In 2005, Dr. Mark Ebell authored an AFP editorial on the rise and fall of vitamin E, subtitled "lessons in patient-oriented evidence." Observational studies associated lower vitamin E levels with coronary artery disease, leading many physicians to recommend that patients take vitamin E supplements for cardiovascular protection. 19 randomized, controlled trials later, the verdict was in: vitamin E supplementation actually increased all-cause deaths. Dr. Ebell viewed the "vitamin E saga" as an instructive cautionary tale:
It is important to remember that biochemical theory does not equal clinical benefit. Improvements in disease-oriented outcomes, such as free-radical activity, are no substitute for patient-oriented outcomes, such as all-cause mortality. Sometimes our enthusiasm for unproven treatments may harm our patients.
Physicians and patients, it turns out, were already turning to testing and treatment with another vitamin that was a marker of chronic health conditions in observational studies: vitamin D. Between 2000 and 2010, the volume of serum 25-hydroxyvitamin D levels in Medicare patients increased 83-fold, and by 2014, 4 out of 10 adults 70 years or older reported taking a daily vitamin D supplement of at least 1,000 IU, and nearly 7 percent of adults over 60 were taking more than 4,000 IUs daily, a level that the National Academy of Medicine considers to be potentially toxic.
Unfortunately, the vitamin D saga has much in common with the vitamin E saga. According to a review article in the February 15th issue of AFP by Drs. Michael LeFevre and Nicholas LeFevre, vitamin D supplementation in community-dwelling adults has not demonstrated any benefits for ischemic heart disease, cerebrovascular disease, or cancer in clinical trials. The U.S. Preventive Services Task Force and the American Academy of Family Physicians concluded that there is inadequate evidence that supplements improve psychosocial or physical functioning in persons with lower vitamin D levels.

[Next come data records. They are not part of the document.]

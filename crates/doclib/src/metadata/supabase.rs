//! Metadata in the `pdf_documents` table behind PostgREST.

use async_trait::async_trait;
use chrono::{DateTime, Utc};
use reqwest::Method;
use serde::{Deserialize, Serialize};

use super::MetadataStore;
use crate::error::MetadataError;
use crate::model::{NewDocument, StoredDocument};
use crate::supabase::{RemoteError, SupabaseClient, TABLE};

/// Row shape of `pdf_documents`. `id` and `created_at` are generated
/// by the database.
#[derive(Debug, Clone, Deserialize)]
struct DocumentRow {
    id: String,
    title: String,
    file_name: String,
    created_at: DateTime<Utc>,
    #[serde(default)]
    size: Option<u64>,
    #[serde(default)]
    path: Option<String>,
}

impl From<DocumentRow> for StoredDocument {
    fn from(row: DocumentRow) -> Self {
        StoredDocument {
            id: row.id,
            title: row.title,
            file_name: row.file_name,
            uploaded_at: row.created_at,
            size: row.size,
            path: row.path,
        }
    }
}

#[derive(Debug, Serialize)]
struct InsertRow<'a> {
    title: &'a str,
    file_name: &'a str,
    #[serde(skip_serializing_if = "Option::is_none")]
    size: Option<u64>,
    #[serde(skip_serializing_if = "Option::is_none")]
    path: Option<&'a str>,
}

pub struct SupabaseMetadataStore {
    client: SupabaseClient,
}

impl SupabaseMetadataStore {
    pub fn new(client: SupabaseClient) -> Self {
        Self { client }
    }

    async fn rows(&self, request: reqwest::RequestBuilder) -> Result<Vec<DocumentRow>, MetadataError> {
        let response = self.client.send(request).await?;
        let rows = response
            .json::<Vec<DocumentRow>>()
            .await
            .map_err(|e| RemoteError::Decode(e.to_string()))?;
        Ok(rows)
    }
}

/// PostgREST equality filter value for `column=eq.<id>`.
fn eq_filter(id: &str) -> String {
    format!("eq.{}", id)
}

/// Newest first; `id` keeps equal timestamps in a stable order.
const LIST_ORDER: &str = "created_at.desc,id.desc";

/// Postgres `invalid_text_representation`, returned when the id does not
/// parse as the column type (e.g. a non-uuid string against a uuid key).
const INVALID_TEXT_REPRESENTATION: &str = "22P02";

/// True when PostgREST rejected the id itself, which means no row can match.
fn is_malformed_id(err: &MetadataError) -> bool {
    matches!(
        err,
        MetadataError::Remote(RemoteError::Status { status: 400, body })
            if body.contains(INVALID_TEXT_REPRESENTATION)
    )
}

#[async_trait]
impl MetadataStore for SupabaseMetadataStore {
    async fn insert(&self, doc: NewDocument) -> Result<StoredDocument, MetadataError> {
        let url = self.client.endpoint(&["rest", "v1", TABLE])?;
        let body = InsertRow {
            title: &doc.title,
            file_name: &doc.file_name,
            size: doc.size,
            path: doc.path.as_deref(),
        };

        let request = self
            .client
            .request(Method::POST, url)
            .header("Prefer", "return=representation")
            .json(&[body]);

        self.rows(request)
            .await?
            .into_iter()
            .next()
            .map(StoredDocument::from)
            .ok_or_else(|| MetadataError::Corrupt("insert returned no row".to_string()))
    }

    async fn delete(&self, id: &str) -> Result<bool, MetadataError> {
        let url = self.client.endpoint(&["rest", "v1", TABLE])?;
        let request = self
            .client
            .request(Method::DELETE, url)
            .query(&[("id", eq_filter(id))])
            .header("Prefer", "return=representation");

        match self.rows(request).await {
            Ok(rows) => Ok(!rows.is_empty()),
            Err(e) if is_malformed_id(&e) => {
                log::debug!("Delete of malformed id treated as missing");
                Ok(false)
            }
            Err(e) => Err(e),
        }
    }

    async fn get(&self, id: &str) -> Result<Option<StoredDocument>, MetadataError> {
        let url = self.client.endpoint(&["rest", "v1", TABLE])?;
        // A plain filtered select returns `[]` for a missing id, so absence
        // stays distinguishable from a failed request.
        let request = self
            .client
            .request(Method::GET, url)
            .query(&[("select", "*".to_string()), ("id", eq_filter(id))]);

        match self.rows(request).await {
            Ok(rows) => Ok(rows.into_iter().next().map(StoredDocument::from)),
            Err(e) if is_malformed_id(&e) => {
                log::debug!("Lookup of malformed id treated as missing");
                Ok(None)
            }
            Err(e) => Err(e),
        }
    }

    async fn list_all(&self) -> Result<Vec<StoredDocument>, MetadataError> {
        let url = self.client.endpoint(&["rest", "v1", TABLE])?;
        let request = self
            .client
            .request(Method::GET, url)
            .query(&[("select", "*"), ("order", LIST_ORDER)]);

        Ok(self
            .rows(request)
            .await?
            .into_iter()
            .map(StoredDocument::from)
            .collect())
    }
}

#[cfg(test)]
mod tests {
    use super::*;
    use secrecy::SecretString;

    #[test]
    fn test_row_deserializes_postgrest_shape() {
        let json = r#"[{
            "id": "7f0c7f6e-5d55-4c2b-9a57-0d7d3c4d8a10",
            "title": "Data Sheet",
            "file_name": "datasheet.pdf",
            "created_at": "2026-02-03T04:05:06.789+00:00",
            "size": 5120,
            "path": "1770091506789_ab12cd34_datasheet.pdf"
        }]"#;
        let rows: Vec<DocumentRow> = serde_json::from_str(json).unwrap();
        let doc = StoredDocument::from(rows[0].clone());
        assert_eq!(doc.file_name, "datasheet.pdf");
        assert_eq!(doc.size, Some(5120));
        assert_eq!(doc.uploaded_at.timestamp_millis(), 1770091506789);
    }

    #[test]
    fn test_row_tolerates_null_optionals() {
        let json = r#"{"id":"1","title":"T","file_name":"t.pdf","created_at":"2026-01-01T00:00:00Z","size":null,"path":null}"#;
        let row: DocumentRow = serde_json::from_str(json).unwrap();
        assert_eq!(row.size, None);
        assert_eq!(row.path, None);
    }

    #[test]
    fn test_insert_row_serialization() {
        let row = InsertRow {
            title: "T",
            file_name: "t.pdf",
            size: Some(3),
            path: None,
        };
        assert_eq!(
            serde_json::to_value([row]).unwrap(),
            serde_json::json!([{ "title": "T", "file_name": "t.pdf", "size": 3 }])
        );
    }

    #[test]
    fn test_eq_filter() {
        assert_eq!(eq_filter("abc"), "eq.abc");
    }

    #[tokio::test]
    async fn test_unconfigured_list_fails_at_first_use() {
        let client = SupabaseClient::new("", SecretString::from(String::new())).unwrap();
        let store = SupabaseMetadataStore::new(client);
        assert!(matches!(
            store.list_all().await,
            Err(MetadataError::Remote(RemoteError::NotConfigured))
        ));
    }

    mod http {
        use super::*;
        use wiremock::matchers::{header, method, path, query_param};
        use wiremock::{Mock, MockServer, ResponseTemplate};

        const ROWS: &str = "/rest/v1/pdf_documents";

        fn store(server: &MockServer) -> SupabaseMetadataStore {
            let client =
                SupabaseClient::new(server.uri(), SecretString::from("anon".to_string())).unwrap();
            SupabaseMetadataStore::new(client)
        }

        fn invalid_uuid() -> ResponseTemplate {
            ResponseTemplate::new(400).set_body_json(serde_json::json!({
                "code": "22P02",
                "details": null,
                "hint": null,
                "message": "invalid input syntax for type uuid: \"not-a-uuid\""
            }))
        }

        #[tokio::test]
        async fn test_malformed_id_is_missing() {
            let server = MockServer::start().await;
            Mock::given(method("GET"))
                .and(path(ROWS))
                .and(query_param("id", "eq.not-a-uuid"))
                .respond_with(invalid_uuid())
                .mount(&server)
                .await;
            Mock::given(method("DELETE"))
                .and(path(ROWS))
                .and(query_param("id", "eq.not-a-uuid"))
                .respond_with(invalid_uuid())
                .mount(&server)
                .await;

            let store = store(&server);
            assert!(store.get("not-a-uuid").await.unwrap().is_none());
            assert!(!store.delete("not-a-uuid").await.unwrap());
        }

        #[tokio::test]
        async fn test_other_bad_request_is_an_error() {
            let server = MockServer::start().await;
            Mock::given(method("GET"))
                .and(path(ROWS))
                .respond_with(ResponseTemplate::new(400).set_body_json(serde_json::json!({
                    "code": "PGRST100",
                    "message": "failed to parse filter"
                })))
                .mount(&server)
                .await;

            assert!(matches!(
                store(&server).get("7f0c7f6e-5d55-4c2b-9a57-0d7d3c4d8a10").await,
                Err(MetadataError::Remote(RemoteError::Status { status: 400, .. }))
            ));
        }

        #[tokio::test]
        async fn test_list_orders_newest_first_with_id_tie_break() {
            let server = MockServer::start().await;
            Mock::given(method("GET"))
                .and(path(ROWS))
                .and(query_param("select", "*"))
                .and(query_param("order", "created_at.desc,id.desc"))
                .and(header("apikey", "anon"))
                .respond_with(ResponseTemplate::new(200).set_body_json(serde_json::json!([])))
                .expect(1)
                .mount(&server)
                .await;

            assert!(store(&server).list_all().await.unwrap().is_empty());
        }

        #[tokio::test]
        async fn test_empty_insert_response_is_corrupt() {
            let server = MockServer::start().await;
            Mock::given(method("POST"))
                .and(path(ROWS))
                .respond_with(ResponseTemplate::new(201).set_body_json(serde_json::json!([])))
                .mount(&server)
                .await;

            let doc = NewDocument {
                title: "T".to_string(),
                file_name: "t.pdf".to_string(),
                size: Some(1),
                path: Some("t.pdf".to_string()),
            };
            assert!(matches!(
                store(&server).insert(doc).await,
                Err(MetadataError::Corrupt(_))
            ));
        }
    }
}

In an accompanying editorial, I argued that the harms of routine screening and supplementation with vitamin D outweigh the benefits, especially when the costs of testing (more than $300 million annually in Medicare alone) are considered:
It is time for clinicians and patients to curb our enthusiasm for vitamin D screening and supplementation. Strategies to decrease unnecessary testing could include distributing the patient handout on vitamin D tests created by Consumer Reports for the Choosing Wisely campaign and implementing clinical decision support for ordering laboratory tests. ... Family physicians should also counsel patients on the recommended dietary allowance for vitamin D (600 IU per day in adults 70 years and younger, and 800 IU per day in adults older than 70 years), and discourage most patients from using supplements, especially in dosages near or above the tolerable upper limit of 4,000 IU per day.